*Description of the task*: The lines from the start of the data through the line containing "use crate::evaluator::ThresholdEvaluator;" are to be reproduced exactly, both ends included.

= = = =

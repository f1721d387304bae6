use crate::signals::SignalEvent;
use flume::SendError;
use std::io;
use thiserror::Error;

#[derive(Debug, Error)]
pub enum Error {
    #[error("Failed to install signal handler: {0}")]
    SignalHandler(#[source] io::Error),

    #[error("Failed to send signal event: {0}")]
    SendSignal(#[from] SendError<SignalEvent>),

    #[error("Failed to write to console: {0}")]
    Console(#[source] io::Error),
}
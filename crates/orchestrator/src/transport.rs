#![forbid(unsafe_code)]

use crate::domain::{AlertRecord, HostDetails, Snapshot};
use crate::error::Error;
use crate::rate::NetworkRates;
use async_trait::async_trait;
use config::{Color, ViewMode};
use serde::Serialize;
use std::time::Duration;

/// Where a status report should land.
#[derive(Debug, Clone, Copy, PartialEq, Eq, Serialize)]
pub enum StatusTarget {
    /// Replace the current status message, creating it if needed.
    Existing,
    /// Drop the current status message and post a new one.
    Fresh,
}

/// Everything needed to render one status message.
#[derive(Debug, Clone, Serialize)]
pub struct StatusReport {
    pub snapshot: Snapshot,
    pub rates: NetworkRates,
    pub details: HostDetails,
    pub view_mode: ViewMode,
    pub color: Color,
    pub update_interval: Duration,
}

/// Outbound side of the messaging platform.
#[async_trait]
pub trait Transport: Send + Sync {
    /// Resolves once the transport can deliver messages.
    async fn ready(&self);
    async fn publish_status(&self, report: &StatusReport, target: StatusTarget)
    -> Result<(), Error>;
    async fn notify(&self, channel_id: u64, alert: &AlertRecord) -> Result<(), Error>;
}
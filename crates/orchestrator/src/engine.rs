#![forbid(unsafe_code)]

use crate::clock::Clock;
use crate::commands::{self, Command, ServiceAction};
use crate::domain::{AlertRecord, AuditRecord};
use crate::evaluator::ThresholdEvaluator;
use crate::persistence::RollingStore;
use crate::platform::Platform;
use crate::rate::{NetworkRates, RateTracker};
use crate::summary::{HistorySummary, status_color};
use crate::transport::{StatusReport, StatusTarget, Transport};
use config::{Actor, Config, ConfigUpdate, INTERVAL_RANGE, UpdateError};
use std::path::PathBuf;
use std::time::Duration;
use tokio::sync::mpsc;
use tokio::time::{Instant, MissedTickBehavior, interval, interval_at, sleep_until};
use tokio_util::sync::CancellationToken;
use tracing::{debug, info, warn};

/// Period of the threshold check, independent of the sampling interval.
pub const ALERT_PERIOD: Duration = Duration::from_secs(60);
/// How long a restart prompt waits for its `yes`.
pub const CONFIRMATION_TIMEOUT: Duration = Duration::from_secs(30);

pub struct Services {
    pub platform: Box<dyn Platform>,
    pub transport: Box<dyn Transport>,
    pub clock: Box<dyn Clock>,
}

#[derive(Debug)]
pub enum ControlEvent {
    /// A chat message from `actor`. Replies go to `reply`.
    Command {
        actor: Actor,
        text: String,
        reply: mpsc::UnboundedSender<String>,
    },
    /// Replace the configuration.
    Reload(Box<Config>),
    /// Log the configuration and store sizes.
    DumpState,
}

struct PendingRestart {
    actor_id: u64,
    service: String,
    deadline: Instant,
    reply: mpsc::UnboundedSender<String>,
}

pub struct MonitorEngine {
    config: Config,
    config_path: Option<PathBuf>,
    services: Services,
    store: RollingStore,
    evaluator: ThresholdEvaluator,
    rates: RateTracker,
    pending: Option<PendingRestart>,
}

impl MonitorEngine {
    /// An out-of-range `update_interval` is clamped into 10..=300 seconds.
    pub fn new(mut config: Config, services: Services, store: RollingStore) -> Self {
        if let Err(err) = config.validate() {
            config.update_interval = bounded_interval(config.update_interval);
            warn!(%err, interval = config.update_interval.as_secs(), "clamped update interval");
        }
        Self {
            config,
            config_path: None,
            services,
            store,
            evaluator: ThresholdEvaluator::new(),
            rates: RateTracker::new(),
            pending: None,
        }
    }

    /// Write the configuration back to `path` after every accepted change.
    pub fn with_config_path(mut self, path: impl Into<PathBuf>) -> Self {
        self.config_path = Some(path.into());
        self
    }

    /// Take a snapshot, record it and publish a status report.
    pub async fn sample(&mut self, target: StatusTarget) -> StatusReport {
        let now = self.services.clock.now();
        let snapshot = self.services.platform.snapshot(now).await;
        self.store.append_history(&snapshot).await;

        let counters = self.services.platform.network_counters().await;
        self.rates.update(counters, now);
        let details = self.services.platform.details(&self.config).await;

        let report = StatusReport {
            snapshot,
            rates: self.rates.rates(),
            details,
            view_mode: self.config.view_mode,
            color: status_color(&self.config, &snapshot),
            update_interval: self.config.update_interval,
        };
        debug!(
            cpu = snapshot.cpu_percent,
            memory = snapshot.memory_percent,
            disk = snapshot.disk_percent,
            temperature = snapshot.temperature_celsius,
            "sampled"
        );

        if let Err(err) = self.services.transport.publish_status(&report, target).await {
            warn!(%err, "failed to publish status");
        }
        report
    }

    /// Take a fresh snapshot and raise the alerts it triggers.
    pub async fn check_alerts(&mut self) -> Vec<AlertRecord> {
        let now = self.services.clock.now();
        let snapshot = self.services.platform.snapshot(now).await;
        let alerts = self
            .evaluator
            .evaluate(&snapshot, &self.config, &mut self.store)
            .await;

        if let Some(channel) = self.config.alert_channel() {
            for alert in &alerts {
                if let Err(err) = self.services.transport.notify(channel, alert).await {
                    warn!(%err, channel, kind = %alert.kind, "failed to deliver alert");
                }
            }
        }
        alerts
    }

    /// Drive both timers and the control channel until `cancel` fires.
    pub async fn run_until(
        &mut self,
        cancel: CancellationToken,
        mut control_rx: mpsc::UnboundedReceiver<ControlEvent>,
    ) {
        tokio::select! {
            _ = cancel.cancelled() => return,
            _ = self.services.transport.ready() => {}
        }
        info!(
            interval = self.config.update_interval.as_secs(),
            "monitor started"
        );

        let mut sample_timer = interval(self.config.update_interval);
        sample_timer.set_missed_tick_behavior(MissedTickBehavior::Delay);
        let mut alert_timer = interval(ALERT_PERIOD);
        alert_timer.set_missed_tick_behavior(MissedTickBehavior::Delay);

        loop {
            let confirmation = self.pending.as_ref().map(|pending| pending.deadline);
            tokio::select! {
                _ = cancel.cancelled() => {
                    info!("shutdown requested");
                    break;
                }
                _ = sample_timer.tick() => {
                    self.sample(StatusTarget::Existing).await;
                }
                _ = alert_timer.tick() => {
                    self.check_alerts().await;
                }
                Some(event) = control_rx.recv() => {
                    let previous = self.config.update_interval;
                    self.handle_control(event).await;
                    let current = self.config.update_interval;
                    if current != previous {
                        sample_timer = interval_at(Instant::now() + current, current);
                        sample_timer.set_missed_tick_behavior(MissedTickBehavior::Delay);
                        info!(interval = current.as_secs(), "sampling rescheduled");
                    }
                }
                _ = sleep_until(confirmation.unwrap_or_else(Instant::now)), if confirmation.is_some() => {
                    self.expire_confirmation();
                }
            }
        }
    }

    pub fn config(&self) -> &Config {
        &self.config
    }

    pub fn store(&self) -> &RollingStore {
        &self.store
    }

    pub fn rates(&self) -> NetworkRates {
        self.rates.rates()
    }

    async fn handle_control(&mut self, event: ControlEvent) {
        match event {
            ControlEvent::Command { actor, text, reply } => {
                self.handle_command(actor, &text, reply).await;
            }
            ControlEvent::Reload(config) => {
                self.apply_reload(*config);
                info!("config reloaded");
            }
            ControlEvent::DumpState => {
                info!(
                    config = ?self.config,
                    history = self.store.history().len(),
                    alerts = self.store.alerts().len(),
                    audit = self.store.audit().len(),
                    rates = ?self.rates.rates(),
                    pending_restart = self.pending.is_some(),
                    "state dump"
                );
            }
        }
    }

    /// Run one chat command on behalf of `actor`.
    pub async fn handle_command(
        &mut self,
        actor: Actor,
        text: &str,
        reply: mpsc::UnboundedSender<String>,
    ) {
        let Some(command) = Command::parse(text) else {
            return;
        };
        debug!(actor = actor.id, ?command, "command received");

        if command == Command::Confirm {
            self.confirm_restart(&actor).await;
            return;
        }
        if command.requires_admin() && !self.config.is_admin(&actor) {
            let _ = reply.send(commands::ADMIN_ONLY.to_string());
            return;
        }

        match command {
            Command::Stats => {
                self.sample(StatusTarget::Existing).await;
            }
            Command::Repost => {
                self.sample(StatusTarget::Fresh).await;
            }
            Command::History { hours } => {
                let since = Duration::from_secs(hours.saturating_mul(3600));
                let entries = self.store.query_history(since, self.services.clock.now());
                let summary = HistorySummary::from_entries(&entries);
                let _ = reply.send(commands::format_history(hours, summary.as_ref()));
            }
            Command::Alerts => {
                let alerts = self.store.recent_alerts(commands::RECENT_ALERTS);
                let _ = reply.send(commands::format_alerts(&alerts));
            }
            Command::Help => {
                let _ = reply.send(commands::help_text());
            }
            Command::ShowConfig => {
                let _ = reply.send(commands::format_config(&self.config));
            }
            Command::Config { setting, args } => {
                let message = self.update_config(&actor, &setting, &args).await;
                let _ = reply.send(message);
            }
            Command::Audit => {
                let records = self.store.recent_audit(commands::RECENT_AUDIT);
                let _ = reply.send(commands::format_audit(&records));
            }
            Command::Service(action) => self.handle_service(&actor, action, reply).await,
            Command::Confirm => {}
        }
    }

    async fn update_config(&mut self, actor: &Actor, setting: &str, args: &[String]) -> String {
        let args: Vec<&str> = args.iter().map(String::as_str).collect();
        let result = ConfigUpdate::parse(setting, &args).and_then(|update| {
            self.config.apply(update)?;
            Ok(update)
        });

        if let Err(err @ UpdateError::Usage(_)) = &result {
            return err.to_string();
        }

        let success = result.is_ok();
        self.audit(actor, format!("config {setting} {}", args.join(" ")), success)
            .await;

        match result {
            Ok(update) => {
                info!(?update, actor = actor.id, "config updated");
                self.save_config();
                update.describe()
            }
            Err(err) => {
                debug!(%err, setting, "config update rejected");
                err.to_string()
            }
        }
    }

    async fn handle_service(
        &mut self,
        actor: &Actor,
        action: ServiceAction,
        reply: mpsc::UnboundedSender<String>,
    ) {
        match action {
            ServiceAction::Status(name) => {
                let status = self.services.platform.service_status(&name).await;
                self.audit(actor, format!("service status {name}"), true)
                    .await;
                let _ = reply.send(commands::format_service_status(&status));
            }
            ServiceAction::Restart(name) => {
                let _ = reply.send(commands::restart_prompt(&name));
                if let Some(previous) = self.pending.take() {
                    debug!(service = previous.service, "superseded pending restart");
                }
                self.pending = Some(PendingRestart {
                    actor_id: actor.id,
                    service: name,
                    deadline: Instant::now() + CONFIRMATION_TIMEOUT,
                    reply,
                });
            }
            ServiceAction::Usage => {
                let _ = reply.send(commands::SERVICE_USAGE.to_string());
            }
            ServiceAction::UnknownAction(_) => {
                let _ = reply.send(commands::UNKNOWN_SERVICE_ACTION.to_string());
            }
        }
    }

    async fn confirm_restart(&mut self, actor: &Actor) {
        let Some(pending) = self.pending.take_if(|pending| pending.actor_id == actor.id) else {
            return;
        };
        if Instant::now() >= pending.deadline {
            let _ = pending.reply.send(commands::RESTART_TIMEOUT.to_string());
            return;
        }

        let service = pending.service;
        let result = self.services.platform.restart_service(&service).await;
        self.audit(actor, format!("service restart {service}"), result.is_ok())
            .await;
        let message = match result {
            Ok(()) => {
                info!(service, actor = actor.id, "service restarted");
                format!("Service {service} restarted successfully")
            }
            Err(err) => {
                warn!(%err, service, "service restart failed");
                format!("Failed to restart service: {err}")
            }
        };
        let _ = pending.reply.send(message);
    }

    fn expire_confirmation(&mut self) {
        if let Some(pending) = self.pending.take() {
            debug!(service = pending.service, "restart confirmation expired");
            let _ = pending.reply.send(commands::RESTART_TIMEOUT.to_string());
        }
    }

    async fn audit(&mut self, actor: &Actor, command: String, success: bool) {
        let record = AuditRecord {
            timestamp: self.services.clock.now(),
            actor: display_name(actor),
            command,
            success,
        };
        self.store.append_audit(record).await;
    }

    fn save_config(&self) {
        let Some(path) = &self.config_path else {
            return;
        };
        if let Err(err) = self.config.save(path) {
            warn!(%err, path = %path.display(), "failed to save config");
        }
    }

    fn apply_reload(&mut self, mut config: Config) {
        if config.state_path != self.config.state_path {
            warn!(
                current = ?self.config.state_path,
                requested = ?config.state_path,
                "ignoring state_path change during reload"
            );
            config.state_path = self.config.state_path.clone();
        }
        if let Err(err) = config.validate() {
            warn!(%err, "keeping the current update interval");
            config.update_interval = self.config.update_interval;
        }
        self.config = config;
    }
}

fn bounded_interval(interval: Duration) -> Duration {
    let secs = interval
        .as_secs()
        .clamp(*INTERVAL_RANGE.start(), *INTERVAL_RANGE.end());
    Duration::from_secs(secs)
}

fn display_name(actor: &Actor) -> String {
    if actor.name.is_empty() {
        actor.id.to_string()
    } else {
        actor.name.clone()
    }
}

= = = =

*Exercise response*:
repository f1721d387304bae6
use crate::signals::SignalEvent;
use flume::SendError;
use std::io;
use thiserror::Error;

#[derive(Debug, Error)]
pub enum Error {
    #[error("Failed to install signal handler: {0}")]
    SignalHandler(#[source] io::Error),

    #[error("Failed to send signal event: {0}")]
    SendSignal(#[from] SendError<SignalEvent>),

    #[error("Failed to write to console: {0}")]
    Console(#[source] io::Error),
}
filename crates/orchestrator/src/transport.rs
#![forbid(unsafe_code)]

use crate::domain::{AlertRecord, HostDetails, Snapshot};
use crate::error::Error;
use crate::rate::NetworkRates;
use async_trait::async_trait;
use config::{Color, ViewMode};
use serde::Serialize;
use std::time::Duration;

/// Where a status report should land.
#[derive(Debug, Clone, Copy, PartialEq, Eq, Serialize)]
pub enum StatusTarget {
    /// Replace the current status message, creating it if needed.
    Existing,
    /// Drop the current status message and post a new one.
    Fresh,
}

/// Everything needed to render one status message.
#[derive(Debug, Clone, Serialize)]
pub struct StatusReport {
    pub snapshot: Snapshot,
    pub rates: NetworkRates,
    pub details: HostDetails,
    pub view_mode: ViewMode,
    pub color: Color,
    pub update_interval: Duration,
}

/// Outbound side of the messaging platform.
#[async_trait]
pub trait Transport: Send + Sync {
    /// Resolves once the transport can deliver messages.
    async fn ready(&self);
    async fn publish_status(&self, report: &StatusReport, target: StatusTarget)
    -> Result<(), Error>;
    async fn notify(&self, channel_id: u64, alert: &AlertRecord) -> Result<(), Error>;
}
filename crates/orchestrator/src/engine.rs
#![forbid(unsafe_code)]

use crate::clock::Clock;
use crate::commands::{self, Command, ServiceAction};
use crate::domain::{AlertRecord, AuditRecord};
use crate::evaluator::ThresholdEvaluator;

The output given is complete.